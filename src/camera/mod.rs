//! Camera capture.
//!
//! This module provides the sources frames are captured from and the manager that
//! captures every zone of the fridge at once:
//! - Synthetic sources (`stub://`, testing and demos)
//! - Still-image files (a file-backed camera)
//! - USB/V4L2 devices (feature: ingest-v4l2)
//! - HTTP JPEG snapshot endpoints (feature: ingest-http)
//!
//! A failing zone never aborts its siblings. `CameraManager::capture_all` returns
//! whatever subset of zones produced a frame within their individual timeout.

#[cfg(feature = "ingest-http")]
pub mod http;
mod manager;
mod snapshot;
mod source;
#[cfg(feature = "ingest-v4l2")]
pub mod v4l2;

#[cfg(feature = "ingest-http")]
pub use http::HttpSnapshotSource;
pub use manager::{CameraInfo, CameraManager, DEFAULT_CAPTURE_TIMEOUT};
pub use snapshot::{SnapshotStage, SnapshotWriter};
pub use source::{open_source, FrameSource, ImageFileSource, SyntheticPattern, SyntheticSource};
#[cfg(feature = "ingest-v4l2")]
pub use v4l2::V4l2Source;

use thiserror::Error;

/// Why a single zone produced no frame.
#[derive(Debug, Clone, Error, PartialEq, Eq)]
pub enum CaptureError {
    #[error("camera zone '{0}' is not registered")]
    NotRegistered(String),
    #[error("camera for zone '{0}' could not be opened: {1}")]
    NotOpen(String, String),
    #[error("camera for zone '{0}' failed to read a frame: {1}")]
    ReadError(String, String),
    #[error("camera for zone '{0}' did not answer within its timeout")]
    Timeout(String),
}

impl CaptureError {
    pub fn zone(&self) -> &str {
        match self {
            CaptureError::NotRegistered(zone)
            | CaptureError::NotOpen(zone, _)
            | CaptureError::ReadError(zone, _)
            | CaptureError::Timeout(zone) => zone,
        }
    }
}
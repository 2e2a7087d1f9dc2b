use serde::{Deserialize, Serialize};
use serde_json::{Map, Value};

/// Enrolled household member.
#[derive(Clone, Debug, PartialEq, Serialize, Deserialize)]
pub struct FaceProfile {
    pub user_id: u64,
    pub display_name: String,
    /// One fixed-length vector per enrolled sample.
    pub encodings: Vec<Vec<f32>>,
    #[serde(default)]
    pub preferences: Map<String, Value>,
    /// Epoch seconds of the last enrollment or recognition.
    #[serde(default)]
    pub last_seen: Option<u64>,
    #[serde(default)]
    pub recognition_count: u64,
}

impl FaceProfile {
    pub fn new(user_id: u64, display_name: impl Into<String>, encoding: Vec<f32>) -> Self {
        Self {
            user_id,
            display_name: display_name.into(),
            encodings: vec![encoding],
            preferences: Map::new(),
            last_seen: None,
            recognition_count: 0,
        }
    }

    /// Smallest distance from `encoding` to any stored sample.
    pub fn best_distance(&self, encoding: &[f32]) -> Option<f32> {
        self.encodings
            .iter()
            .map(|known| face_distance(known, encoding))
            .filter(|d| d.is_finite())
            .min_by(|a, b| a.total_cmp(b))
    }
}

/// Euclidean distance. Vectors of different length never match.
pub fn face_distance(a: &[f32], b: &[f32]) -> f32 {
    if a.len() != b.len() {
        return f32::INFINITY;
    }
    a.iter()
        .zip(b)
        .map(|(x, y)| (x - y) * (x - y))
        .sum::<f32>()
        .sqrt()
}

/// Per-user summary used by `FacialIdentifier::stats`.
#[derive(Clone, Debug, PartialEq, Serialize)]
pub struct UserStats {
    pub user_id: u64,
    pub display_name: String,
    pub samples: usize,
    pub last_seen: Option<u64>,
    pub recognition_count: u64,
}

#[derive(Clone, Debug, PartialEq, Serialize)]
pub struct FaceStats {
    pub total_users: usize,
    pub users: Vec<UserStats>,
}

#[cfg(test)]
mod tests {
    use super::*;

    #[test]
    fn distance_basics() {
        assert_eq!(face_distance(&[0.0, 0.0], &[3.0, 4.0]), 5.0);
        assert!(face_distance(&[0.0], &[0.0, 1.0]).is_infinite());
    }

    #[test]
    fn best_distance_over_samples() {
        let mut profile = FaceProfile::new(1, "ana", vec![1.0, 0.0]);
        profile.encodings.push(vec![0.0, 1.0]);
        assert_eq!(profile.best_distance(&[0.0, 1.0]), Some(0.0));
        assert_eq!(profile.best_distance(&[0.0, 1.0, 2.0]), None);
    }

    #[test]
    fn older_files_without_optional_fields_parse() -> anyhow::Result<()> {
        let profile: FaceProfile = serde_json::from_str(
            r#"{"user_id": 3, "display_name": "sam", "encodings": [[0.5, 0.5]]}"#,
        )?;
        assert_eq!(profile.recognition_count, 0);
        assert!(profile.preferences.is_empty());
        Ok(())
    }
}
//! HTTP snapshot camera.
//!
//! Fetches one JPEG per capture from a snapshot endpoint, as served by most
//! network cameras and ESP32 camera boards (`/capture`, `/snapshot.jpg`, ...).

use anyhow::{anyhow, Context, Result};
use std::io::Read;
use std::time::Duration;

use url::Url;

use super::source::FrameSource;
use crate::frame::Frame;

const MAX_JPEG_BYTES: u64 = 5 * 1024 * 1024;
const HTTP_TIMEOUT: Duration = Duration::from_secs(4);

pub struct HttpSnapshotSource {
    url: Url,
    agent: Option<ureq::Agent>,
    frames_captured: u64,
}

impl HttpSnapshotSource {
    pub fn new(url: &str) -> Result<Self> {
        let url = Url::parse(url).context("parse camera url")?;
        match url.scheme() {
            "http" | "https" => {}
            other => {
                return Err(anyhow!(
                    "unsupported snapshot scheme '{}'; expected http(s)",
                    other
                ))
            }
        }
        Ok(Self {
            url,
            agent: None,
            frames_captured: 0,
        })
    }

    pub fn frames_captured(&self) -> u64 {
        self.frames_captured
    }
}

impl FrameSource for HttpSnapshotSource {
    fn describe(&self) -> String {
        self.url.to_string()
    }

    fn connect(&mut self) -> Result<()> {
        let agent = ureq::AgentBuilder::new().timeout(HTTP_TIMEOUT).build();
        // Probe once so an unreachable camera fails at open time.
        agent
            .head(self.url.as_str())
            .call()
            .with_context(|| format!("connect to snapshot endpoint {}", self.url))?;
        self.agent = Some(agent);
        log::info!("HttpSnapshotSource: connected to {}", self.url);
        Ok(())
    }

    fn is_open(&self) -> bool {
        self.agent.is_some()
    }

    fn capture(&mut self, zone: &str) -> Result<Frame> {
        let agent = self
            .agent
            .as_ref()
            .ok_or_else(|| anyhow!("http source not connected; call connect() first"))?;
        let response = agent
            .get(self.url.as_str())
            .call()
            .with_context(|| format!("fetch jpeg snapshot from {}", self.url))?;
        let mut bytes = Vec::new();
        response
            .into_reader()
            .take(MAX_JPEG_BYTES)
            .read_to_end(&mut bytes)
            .context("read jpeg snapshot")?;
        if bytes.is_empty() {
            return Err(anyhow!("empty jpeg snapshot"));
        }
        let image = image::load_from_memory(&bytes).context("decode jpeg")?;
        self.frames_captured += 1;
        Ok(Frame::from_image(zone, image))
    }

    fn release(&mut self) {
        self.agent = None;
    }
}

#[cfg(test)]
mod tests {
    use super::*;

    #[test]
    fn rejects_non_http_urls() {
        assert!(HttpSnapshotSource::new("udp://10.0.0.2:5000").is_err());
        assert!(HttpSnapshotSource::new("not a url").is_err());
    }

    #[test]
    fn capture_requires_connect() -> Result<()> {
        let mut source = HttpSnapshotSource::new("http://127.0.0.1:9/capture")?;
        assert!(!source.is_open());
        assert!(source.capture("door").is_err());
        Ok(())
    }
}
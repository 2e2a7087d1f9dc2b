//! fridged - fridge door-cycle daemon
//!
//! This daemon:
//! 1. Loads configuration (`FRIDGE_CONFIG` file plus `FRIDGE_*` overrides)
//! 2. Builds the controller: cameras, comparator, detector, faces, inventory
//! 3. Drives door cycles from a sysfs GPIO reed switch, or from stdin commands
//!    when no GPIO is configured
//! 4. Prints one JSON cycle report per door close on stdout

use anyhow::Result;
use serde_json::Map;
use std::cell::RefCell;
use std::io::BufRead;
use std::path::Path;
use std::rc::Rc;
use std::sync::atomic::{AtomicBool, Ordering};
use std::sync::mpsc::{self, RecvTimeoutError};
use std::sync::Arc;
use std::time::Duration;

use fridge_kernel::door::SysfsGpioDoor;
use fridge_kernel::{now_ms, now_s, DoorSensor, FridgeConfig, FridgeController};

const HELP: &str = "commands: open | close | cycle | who | enroll <name> | status | inventory | waste | quit";

fn main() -> Result<()> {
    env_logger::Builder::from_env(env_logger::Env::default().default_filter_or("info")).init();

    let cfg = FridgeConfig::load()?;
    let controller = Rc::new(RefCell::new(FridgeController::from_config(&cfg)?));
    log::info!(
        "fridged running: {} camera(s), inventory in {}",
        cfg.cameras.len(),
        cfg.inventory.db_path
    );

    let mut door = DoorSensor::new(cfg.door.debounce_ms);
    {
        let ctl = Rc::clone(&controller);
        let identify = cfg.face_zone.is_some();
        door.register_open_callback(move |ts| {
            let mut ctl = ctl.borrow_mut();
            if identify {
                ctl.detect_user();
            }
            ctl.on_door_open(ts);
        });
        let ctl = Rc::clone(&controller);
        door.register_close_callback(move |ts| {
            let report = ctl.borrow_mut().on_door_close(ts);
            print_json(&report);
        });
    }

    let running = Arc::new(AtomicBool::new(true));
    {
        let running = Arc::clone(&running);
        ctrlc::set_handler(move || running.store(false, Ordering::SeqCst))?;
    }

    let result = match &cfg.door.gpio_value_path {
        Some(path) => run_gpio(
            &mut door,
            path,
            Duration::from_millis(cfg.door.poll_interval_ms.max(1)),
            &running,
        ),
        None => run_stdin(&mut door, &controller, &running),
    };

    controller.borrow().shutdown();
    log::info!("fridged stopped");
    result
}

fn run_gpio(
    door: &mut DoorSensor,
    path: &Path,
    poll_interval: Duration,
    running: &AtomicBool,
) -> Result<()> {
    let gpio = SysfsGpioDoor::with_path(path);
    log::info!("watching door on {}", gpio.path().display());
    let mut read_failures = 0u64;
    while running.load(Ordering::SeqCst) {
        match gpio.read_is_open() {
            Ok(is_open) => {
                read_failures = 0;
                door.observe_level(is_open, now_ms());
            }
            Err(e) => {
                read_failures += 1;
                // one line per burst of failures
                if read_failures == 1 {
                    log::warn!("door sensor read failed: {:#}", e);
                }
            }
        }
        std::thread::sleep(poll_interval);
    }
    Ok(())
}

fn run_stdin(
    door: &mut DoorSensor,
    controller: &Rc<RefCell<FridgeController>>,
    running: &AtomicBool,
) -> Result<()> {
    let (tx, rx) = mpsc::channel::<String>();
    std::thread::spawn(move || {
        for line in std::io::stdin().lock().lines() {
            let Ok(line) = line else { break };
            if tx.send(line).is_err() {
                break;
            }
        }
    });
    log::info!("no door gpio configured; reading commands from stdin");
    eprintln!("{}", HELP);

    while running.load(Ordering::SeqCst) {
        let line = match rx.recv_timeout(Duration::from_millis(200)) {
            Ok(line) => line,
            Err(RecvTimeoutError::Timeout) => continue,
            Err(RecvTimeoutError::Disconnected) => break,
        };
        let mut parts = line.trim().splitn(2, char::is_whitespace);
        let command = parts.next().unwrap_or_default();
        let arg = parts.next().map(str::trim).unwrap_or_default();
        match command {
            "" => {}
            "open" => {
                door.simulate_open();
            }
            "close" => {
                door.simulate_close();
            }
            "cycle" => {
                door.simulate_open();
                door.simulate_close();
            }
            "who" => {
                let found = controller.borrow_mut().detect_user();
                print_json(&found);
            }
            "enroll" if !arg.is_empty() => {
                match controller.borrow_mut().enroll_user(arg, Map::new()) {
                    Ok(profile) => {
                        log::info!("enrolled {} as user {}", profile.display_name, profile.user_id)
                    }
                    Err(e) => log::error!("enrollment failed: {:#}", e),
                }
            }
            "status" => {
                let status = controller.borrow_mut().status();
                print_json(&status);
            }
            "inventory" => {
                let mut ctl = controller.borrow_mut();
                let user_id = ctl.current_user_id();
                let records = ctl.inventory_mut().get_inventory(user_id);
                print_json(&records);
            }
            "waste" => {
                let mut ctl = controller.borrow_mut();
                let user_id = ctl.current_user_id();
                let report = ctl.inventory_mut().waste_report(user_id, now_s());
                print_json(&report);
            }
            "quit" | "exit" => break,
            _ => eprintln!("{}", HELP),
        }
    }
    Ok(())
}

fn print_json<T: serde::Serialize>(value: &T) {
    match serde_json::to_string(value) {
        Ok(json) => println!("{}", json),
        Err(e) => log::error!("failed to serialise output: {}", e),
    }
}
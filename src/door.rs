//! Door open/close events.
//!
//! `DoorSensor` turns raw open/closed levels into debounced transitions and
//! calls the registered callbacks with the transition time in epoch
//! milliseconds. `SysfsGpioDoor` reads the level of a reed switch exported
//! through sysfs.

use anyhow::{anyhow, Context, Result};
use serde::{Deserialize, Serialize};
use std::path::{Path, PathBuf};

use crate::now_ms;

pub const DEFAULT_DEBOUNCE_MS: u64 = 500;

pub type DoorCallback = Box<dyn FnMut(u64)>;

#[derive(Clone, Copy, Debug, PartialEq, Eq, Serialize)]
#[serde(rename_all = "lowercase")]
pub enum DoorEvent {
    Opened,
    Closed,
}

#[derive(Clone, Copy, Debug, Default, PartialEq, Eq, Serialize)]
pub struct DoorStats {
    pub opens: u64,
    pub closes: u64,
    pub last_event_at_ms: Option<u64>,
}

#[derive(Clone, Debug, PartialEq, Eq, Serialize, Deserialize)]
#[serde(default)]
pub struct DoorConfig {
    /// sysfs value file of the door GPIO. When unset the door is driven from stdin.
    pub gpio_value_path: Option<PathBuf>,
    pub debounce_ms: u64,
    pub poll_interval_ms: u64,
}

impl Default for DoorConfig {
    fn default() -> Self {
        Self {
            gpio_value_path: None,
            debounce_ms: DEFAULT_DEBOUNCE_MS,
            poll_interval_ms: 50,
        }
    }
}

pub struct DoorSensor {
    debounce_ms: u64,
    is_open: bool,
    last_event_at_ms: Option<u64>,
    open_callbacks: Vec<DoorCallback>,
    close_callbacks: Vec<DoorCallback>,
    stats: DoorStats,
}

impl Default for DoorSensor {
    fn default() -> Self {
        Self::new(DEFAULT_DEBOUNCE_MS)
    }
}

impl DoorSensor {
    /// The door starts closed.
    pub fn new(debounce_ms: u64) -> Self {
        Self {
            debounce_ms,
            is_open: false,
            last_event_at_ms: None,
            open_callbacks: Vec::new(),
            close_callbacks: Vec::new(),
            stats: DoorStats::default(),
        }
    }

    pub fn register_open_callback(&mut self, callback: impl FnMut(u64) + 'static) {
        self.open_callbacks.push(Box::new(callback));
    }

    pub fn register_close_callback(&mut self, callback: impl FnMut(u64) + 'static) {
        self.close_callbacks.push(Box::new(callback));
    }

    pub fn is_open(&self) -> bool {
        self.is_open
    }

    pub fn stats(&self) -> DoorStats {
        self.stats
    }

    /// Feed one raw level reading.
    ///
    /// A level equal to the current state is ignored. A change less than the
    /// debounce interval after the previous transition is treated as bounce
    /// and ignored.
    pub fn observe_level(&mut self, is_open: bool, now_ms: u64) -> Option<DoorEvent> {
        if is_open == self.is_open {
            return None;
        }
        if let Some(last) = self.last_event_at_ms {
            if now_ms.saturating_sub(last) < self.debounce_ms {
                log::debug!(
                    "door bounce ignored ({} ms after last transition)",
                    now_ms.saturating_sub(last)
                );
                return None;
            }
        }
        Some(self.transition(is_open, now_ms))
    }

    /// Open the door without debounce. No-op when already open.
    pub fn simulate_open(&mut self) -> Option<DoorEvent> {
        if self.is_open {
            return None;
        }
        Some(self.transition(true, now_ms()))
    }

    /// Close the door without debounce. No-op when already closed.
    pub fn simulate_close(&mut self) -> Option<DoorEvent> {
        if !self.is_open {
            return None;
        }
        Some(self.transition(false, now_ms()))
    }

    fn transition(&mut self, is_open: bool, at_ms: u64) -> DoorEvent {
        self.is_open = is_open;
        self.last_event_at_ms = Some(at_ms);
        self.stats.last_event_at_ms = Some(at_ms);
        let (event, callbacks) = if is_open {
            self.stats.opens += 1;
            (DoorEvent::Opened, &mut self.open_callbacks)
        } else {
            self.stats.closes += 1;
            (DoorEvent::Closed, &mut self.close_callbacks)
        };
        log::info!("door {:?} at {}", event, at_ms);
        for callback in callbacks.iter_mut() {
            callback(at_ms);
        }
        event
    }
}

/// Reed switch on a sysfs-exported GPIO. LOW means open.
#[derive(Clone, Debug)]
pub struct SysfsGpioDoor {
    value_path: PathBuf,
}

impl SysfsGpioDoor {
    pub fn new(pin: u32) -> Self {
        Self::with_path(format!("/sys/class/gpio/gpio{}/value", pin))
    }

    pub fn with_path(value_path: impl Into<PathBuf>) -> Self {
        Self {
            value_path: value_path.into(),
        }
    }

    pub fn path(&self) -> &Path {
        &self.value_path
    }

    pub fn read_is_open(&self) -> Result<bool> {
        let raw = std::fs::read_to_string(&self.value_path)
            .with_context(|| format!("read door gpio {}", self.value_path.display()))?;
        match raw.trim() {
            "0" => Ok(true),
            "1" => Ok(false),
            other => Err(anyhow!(
                "unexpected gpio value {:?} in {}",
                other,
                self.value_path.display()
            )),
        }
    }
}

#[cfg(test)]
mod tests {
    use super::*;
    use std::cell::RefCell;
    use std::rc::Rc;

    #[test]
    fn callbacks_fire_with_timestamp() {
        let seen = Rc::new(RefCell::new(Vec::new()));
        let mut door = DoorSensor::new(500);
        let opens = Rc::clone(&seen);
        door.register_open_callback(move |ts| opens.borrow_mut().push(("open", ts)));
        let closes = Rc::clone(&seen);
        door.register_close_callback(move |ts| closes.borrow_mut().push(("close", ts)));

        assert_eq!(door.observe_level(true, 1_000), Some(DoorEvent::Opened));
        assert!(door.is_open());
        assert_eq!(door.observe_level(false, 2_000), Some(DoorEvent::Closed));
        assert_eq!(*seen.borrow(), vec![("open", 1_000), ("close", 2_000)]);
        assert_eq!(door.stats().opens, 1);
        assert_eq!(door.stats().closes, 1);
    }

    #[test]
    fn bounce_is_ignored() {
        let mut door = DoorSensor::new(500);
        assert_eq!(door.observe_level(true, 1_000), Some(DoorEvent::Opened));
        assert_eq!(door.observe_level(false, 1_100), None);
        assert!(door.is_open());
        assert_eq!(door.observe_level(true, 1_200), None);
        assert_eq!(door.observe_level(false, 1_500), Some(DoorEvent::Closed));
    }

    #[test]
    fn simulate_is_idempotent() {
        let mut door = DoorSensor::default();
        assert_eq!(door.simulate_close(), None);
        assert_eq!(door.simulate_open(), Some(DoorEvent::Opened));
        assert_eq!(door.simulate_open(), None);
        assert_eq!(door.simulate_close(), Some(DoorEvent::Closed));
    }

    #[test]
    fn sysfs_level_low_is_open() -> Result<()> {
        let dir = tempfile::tempdir()?;
        let path = dir.path().join("value");
        let gpio = SysfsGpioDoor::with_path(&path);

        std::fs::write(&path, "0\n")?;
        assert!(gpio.read_is_open()?);
        std::fs::write(&path, "1\n")?;
        assert!(!gpio.read_is_open()?);
        std::fs::write(&path, "x")?;
        assert!(gpio.read_is_open().is_err());
        Ok(())
    }
}
impl ImageComparator {
    pub fn new(config: ComparatorConfig) -> Self {
        Self { config }
    }

    pub fn config(&self) -> &ComparatorConfig {
        &self.config
    }

    /// Compare one zone's before and after frames.
    ///
    /// An `after` frame of a different size is resized to `before`'s dimensions.
    pub fn compare(&self, before: &Frame, after: &Frame, zone: &str) -> Result<ZoneComparison> {
        if before.width == 0 || before.height == 0 {
            return Err(anyhow!("zone {}: before frame is empty", zone));
        }
        let resized;
        let after = if (after.width, after.height) != (before.width, before.height) {
            log::warn!(
                "zone {}: after frame {}x{} resized to {}x{}",
                zone,
                after.width,
                after.height,
                before.width,
                before.height
            );
            resized = after.resize_to(before.width, before.height)?;
            &resized
        } else {
            after
        };

        let gray_before = before.to_gray();
        let gray_after = after.to_gray();

        let diff = absdiff(
            &gaussian_blur(&gray_before, self.config.blur_kernel_size),
            &gaussian_blur(&gray_after, self.config.blur_kernel_size),
        );
        let mask = threshold(&diff, self.config.diff_threshold);
        let mask = filters::open(&filters::close(&mask));
        let mask = fill_holes(&mask);

        let mut annotated = after.clone();
        annotated.zone = zone.to_string();
        let mut regions = Vec::new();
        for component in label_components(&mask) {
            if component.area < self.config.min_contour_area {
                continue;
            }
            let (x, y, w, h) = (
                component.min_x,
                component.min_y,
                component.width(),
                component.height(),
            );
            let mean_before = gray_before.mean_in(x, y, w, h);
            let mean_after = gray_after.mean_in(x, y, w, h);
            let change_type = if mean_after > mean_before {
                ChangeType::Addition
            } else {
                ChangeType::Removal
            };
            let confidence = ((mean_after - mean_before).abs() / 255.0).min(1.0) as f32;

            let color = match change_type {
                ChangeType::Addition => ADDITION_COLOR,
                ChangeType::Removal => REMOVAL_COLOR,
            };
            annotated.draw_rect(x, y, w, h, color, ANNOTATION_THICKNESS);

            regions.push(ChangeRegion {
                x,
                y,
                width: w,
                height: h,
                confidence,
                zone: zone.to_string(),
                change_type,
            });
        }

        log::debug!("zone {}: {} change region(s)", zone, regions.len());
        Ok(ZoneComparison { regions, annotated })
    }

    /// Compare every zone present in `before`. Zones without an after frame, or
    /// whose comparison fails, are skipped with a warning.
    pub fn compare_all_zones(
        &self,
        before: &BTreeMap<String, Frame>,
        after: &BTreeMap<String, Frame>,
    ) -> BTreeMap<String, ZoneComparison> {
        let mut results = BTreeMap::new();
        for (zone, before_frame) in before {
            let Some(after_frame) = after.get(zone) else {
                log::warn!("missing after frame for zone {}", zone);
                continue;
            };
            match self.compare(before_frame, after_frame, zone) {
                Ok(result) => {
                    results.insert(zone.clone(), result);
                }
                Err(e) => log::warn!("zone {} not compared: {:#}", zone, e),
            }
        }
        let total: usize = results.values().map(|r| r.regions.len()).sum();
        log::info!(
            "compared {} zone(s): {} change region(s)",
            results.len(),
            total
        );
        results
    }

    /// JET heatmap of the gray difference, blended 0.6 after / 0.4 heat.
    pub fn difference_heatmap(&self, before: &Frame, after: &Frame) -> Result<Frame> {
        let after = if (after.width, after.height) != (before.width, before.height) {
            after.resize_to(before.width, before.height)?
        } else {
            after.clone()
        };
        let diff = absdiff(&before.to_gray(), &after.to_gray());

        let mut out = after.clone();
        for y in 0..after.height {
            for x in 0..after.width {
                let heat = jet(diff.get(x, y));
                let base = after.pixel(x, y);
                let mut blended = [0u8; 3];
                for c in 0..3 {
                    blended[c] = (0.6 * base[c] as f32 + 0.4 * heat[c] as f32)
                        .round()
                        .clamp(0.0, 255.0) as u8;
                }
                out.put_pixel(x, y, blended);
            }
        }
        Ok(out)
    }
}
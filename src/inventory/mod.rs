//! Per-user inventory.
//!
//! `InventoryReconciler` merges detection batches into `InventoryRecord`s kept
//! in an `InventoryStore` (SQLite in production). Categories and expiry dates
//! come from the `ShelfLife` table.

mod reconciler;
mod record;
mod shelf_life;
mod store;

pub use reconciler::{InventoryReconciler, ReconcileReport};
pub use record::InventoryRecord;
pub use shelf_life::{
    AtRiskItem, ShelfLife, ShelfLifeEntry, WasteReport, FALLBACK_CATEGORY,
    FALLBACK_SHELF_LIFE_DAYS, HIGH_RISK_DAYS, LOW_RISK_DAYS, MEDIUM_RISK_DAYS,
};
pub use store::{InMemoryInventoryStore, InventoryStore, SqliteInventoryStore};

use serde::{Deserialize, Serialize};
use std::collections::BTreeMap;

#[derive(Clone, Debug, PartialEq, Eq, Serialize, Deserialize)]
#[serde(default)]
pub struct InventoryConfig {
    pub db_path: String,
    /// Consecutive undetected batches before an item is deleted.
    pub removal_miss_threshold: u32,
    /// Per-label category and shelf life, layered over the built-in table.
    pub shelf_life: BTreeMap<String, ShelfLifeEntry>,
}

impl Default for InventoryConfig {
    fn default() -> Self {
        Self {
            db_path: "fridge_inventory.db".to_string(),
            removal_miss_threshold: 1,
            shelf_life: BTreeMap::new(),
        }
    }
}
use serde::{Deserialize, Serialize};

/// One item line in a user's inventory, keyed by `(user_id, item_name)`.
///
/// A record never holds quantity 0; it is deleted instead.
#[derive(Clone, Debug, PartialEq, Eq, Serialize, Deserialize)]
pub struct InventoryRecord {
    pub item_name: String,
    pub quantity: u32,
    pub category: String,
    /// Epoch seconds.
    pub expiry_at: u64,
    pub added_at: u64,
    pub last_detected_at: u64,
    /// Consecutive reconcile batches in which the item was not detected.
    pub missed_cycles: u32,
}

impl InventoryRecord {
    /// Whole days until expiry, rounded towards negative infinity.
    pub fn days_left(&self, now_s: u64) -> i64 {
        (self.expiry_at as i64 - now_s as i64).div_euclid(86_400)
    }
}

● ● ● ● ● ● ●

## Exercise
For the lines above, output exactly those from the line containing "match self.compare(before_frame, after_frame, zone)" through the line containing "and expiry dates", and skip the others.

## Exercise answer
            match self.compare(before_frame, after_frame, zone) {
                Ok(result) => {
                    results.insert(zone.clone(), result);
                }
                Err(e) => log::warn!("zone {} not compared: {:#}", zone, e),
            }
        }
        let total: usize = results.values().map(|r| r.regions.len()).sum();
        log::info!(
            "compared {} zone(s): {} change region(s)",
            results.len(),
            total
        );
        results
    }

    /// JET heatmap of the gray difference, blended 0.6 after / 0.4 heat.
    pub fn difference_heatmap(&self, before: &Frame, after: &Frame) -> Result<Frame> {
        let after = if (after.width, after.height) != (before.width, before.height) {
            after.resize_to(before.width, before.height)?
        } else {
            after.clone()
        };
        let diff = absdiff(&before.to_gray(), &after.to_gray());

        let mut out = after.clone();
        for y in 0..after.height {
            for x in 0..after.width {
                let heat = jet(diff.get(x, y));
                let base = after.pixel(x, y);
                let mut blended = [0u8; 3];
                for c in 0..3 {
                    blended[c] = (0.6 * base[c] as f32 + 0.4 * heat[c] as f32)
                        .round()
                        .clamp(0.0, 255.0) as u8;
                }
                out.put_pixel(x, y, blended);
            }
        }
        Ok(out)
    }
}
filename src/inventory/mod.rs
//! Per-user inventory.
//!
//! `InventoryReconciler` merges detection batches into `InventoryRecord`s kept
//! in an `InventoryStore` (SQLite in production). Categories and expiry dates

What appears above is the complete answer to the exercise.